Le fusil comportait une mire arrière réglable en échelle qui avait des marches de 100 mètres, ce qui était considéré comme la "portée de visée de combat", 200 mètres, 300 mètres et 400 mètres. Pour de plus grandes distances, un viseur à lame rabattable réglable a été gradué de 900 à 1 250 mètres.

Les soldats britanniques de l'époque étaient entraînés à frapper une cible de six pieds sur deux pieds avec un œil de bœuf de deux pieds de diamètre à une distance de 600 mètres.Une autre cible a été utilisée de 650 à 900 verges et elle offrait un œil de bœuf de trois pieds. Tout homme qui marquait sept points avec 20 cartouches à cette distance était désigné tireur d'élite !

Le fusil comportait des cartouches contenant 68 grains de poudre noire et une balle typiquement Pritchett ou Burton-Minié à 530 grains. Le fusil Pattern 53 a une vitesse d'environ 850 à 900 par seconde.

Une autre influence française sur ce modèle a été trouvée dans la baïonnette. Alors que les baïonnettes à douille britanniques s'étaient appuyées sur une fente dite en "zig-zag" pour les fixer au museau - ce qui bloquait souvent la prévoyance - le modèle 53 a adopté une méthode française qui comprenait une bague de verrouillage rotative sur la douille de la baïonnette. Cela a permis à la baïonnette d'être facilement montée et avec un léger tour sécurisé de manière à l'empêcher de se détacher.

De la Crimée à l'Inde

Le fusil Enfield Pattern 1853 est arrivé juste au moment où il était nécessaire, et il était clair que ce qui fonctionnait à Waterloo ne suffirait pas dans le conflit à venir. La Grande-Bretagne s'est retrouvée entraînée dans la guerre avec la Russie et de nombreux régiments ont été envoyés en Crimée équipés du fusil Minié de modèle 1851, mais beaucoup portaient encore le mousquet à âme lisse de modèle 1842. Le ministère britannique de la Guerre avait approuvé le modèle 53 juste au moment où la nation se dirigeait vers la guerre, mais il n'aurait pas son baptême du feu officiel avant février 1855, plus de cinq mois après que les premières troupes britanniques ont commencé à arriver sur la côte sud-ouest de la péninsule de Crimée.

Le modèle 53 s'est avéré efficace contre les positions d'infanterie, de cavalerie et même d'artillerie. L'ère du fusil à canon lisse — qui avait été « assez bon » à Waterloo — était vraiment une arme dont le temps était révolu. L'âge du fusil avait commencé.

Alors que la poussière s'installait en Crimée à des milliers de kilomètres de là, une autre guerre couvait et, ironiquement, le fusil qui faisait partie du progrès technologique a servi de catalyseur au joyau de la couronne qu'était l'Empire britannique.

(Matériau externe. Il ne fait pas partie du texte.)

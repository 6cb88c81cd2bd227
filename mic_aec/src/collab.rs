//! Collaborator interfaces: the I2S peripheral and the ADC codec.
//!
//! Both are trait-bounded type parameters on [crate::mic::Mic] --
//! never `dyn Trait` -- so the read pipeline monomorphizes down to
//! direct calls against the concrete driver, the same way
//! `bk4819::Bk4819<Scn, Scl, Sda, Delay>` is generic over its pins.

use crate::gain::Gain;

/// The I2S peripheral driving the raw TDM stream.
pub trait I2s {
    type Error;

    /// Fill as much of `buf` as is available, returning the number of
    /// bytes written. Blocks, with an implementation-defined internal
    /// timeout.
    fn read(&mut self, buf: &mut [u8]) -> Result<usize, Self::Error>;

    fn enable_rx(&mut self) -> Result<(), Self::Error>;
    fn disable_rx(&mut self) -> Result<(), Self::Error>;

    /// Bits per sample this peripheral is configured for (informational
    /// only -- this core always treats samples as 32-bit packed
    /// stereo words per [crate::pack]).
    fn bits_per_sample(&self) -> u8;
}

/// The ADC codec providing per-channel gain control.
pub trait Adc {
    type Error;

    fn set_channel_gain(&mut self, channel: u8, gain: Gain) -> Result<(), Self::Error>;

    /// Number of channels this codec exposes.
    fn channel_count() -> u8;

    /// Largest magnitude gain, in dB, this codec accepts.
    fn max_gain_db() -> f32;
}
//! A scripted in-memory [Transport] used by the state-machine tests in
//! [crate::read_x] and [crate::write_x].

use std::collections::VecDeque;
use std::vec::Vec;

use crate::transport::Transport;

/// One scripted response to a [Transport::recv] call.
#[derive(Debug, Clone)]
pub enum ScriptedRecv {
    Data(Vec<u8>),
    Timeout,
}

/// A [Transport] whose `recv` plays back a fixed script and whose
/// `send` records every frame it was given, in order.
pub struct MockTransport {
    script: VecDeque<ScriptedRecv>,
    pub sent: Vec<Vec<u8>>,
}

impl MockTransport {
    pub fn new(script: Vec<ScriptedRecv>) -> Self {
        Self {
            script: script.into(),
            sent: Vec::new(),
        }
    }
}

impl Transport for MockTransport {
    type SendError = ();
    type RecvError = ();

    fn send(&mut self, bytes: &[u8]) -> Result<(), Self::SendError> {
        self.sent.push(bytes.to_vec());
        Ok(())
    }

    fn recv(&mut self, buf: &mut [u8], _timeout_ms: u32) -> Result<Option<usize>, Self::RecvError> {
        match self.script.pop_front() {
            Some(ScriptedRecv::Data(data)) => {
                buf[..data.len()].copy_from_slice(&data);
                Ok(Some(data.len()))
            }
            Some(ScriptedRecv::Timeout) | None => Ok(None),
        }
    }
}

L'histoire a été racontée d'innombrables fois. L'Indian Munity a commencé lorsque les Cipayes - les soldats indiens servant dans l'Honorable East India Company - ont reçu des cartouches graissées avec du suif de bœuf ou du saindoux et se sont révoltés. La vérité est qu'il y avait beaucoup d'autres facteurs bien au-delà des cartouches, mais il est vrai que cela a joué un rôle important dans le déclenchement de la rébellion qui a presque détruit l'Empire britannique.

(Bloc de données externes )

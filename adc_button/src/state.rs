//! Derived, point-in-time state for a single button.

/// Derived state of one button, computed on demand from its event
/// ring by [crate::ring::ButtonRing::calc_state].
#[derive(Debug, Clone, Copy, PartialEq, Eq, Default)]
#[cfg_attr(feature = "defmt", derive(defmt::Format))]
pub struct ButtonState {
    pub is_pressed: bool,
    pub press_duration_ms: u64,
    pub release_duration_ms: u64,
    pub consecutive_clicks: u32,
}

Le fusil Enfield Pattern 53, qui avait bien servi l'armée britannique en Crimée, a été présenté aux troupes indiennes servant dans la Compagnie des Indes orientales. Il convient tout d'abord de noter que la société a commencé sur la base du commerce, mais au début du XIXe siècle, la situation géopolitique unique a nécessité en fait la formation de trois armées indépendantes des présidences de la société. Alors que ces unités étaient composées de soldats britanniques, cette armée ne faisait pas à l'époque partie de l'armée britannique. Les officiers britanniques ont été formés à la propre académie militaire d'Addiscombe de l'entreprise.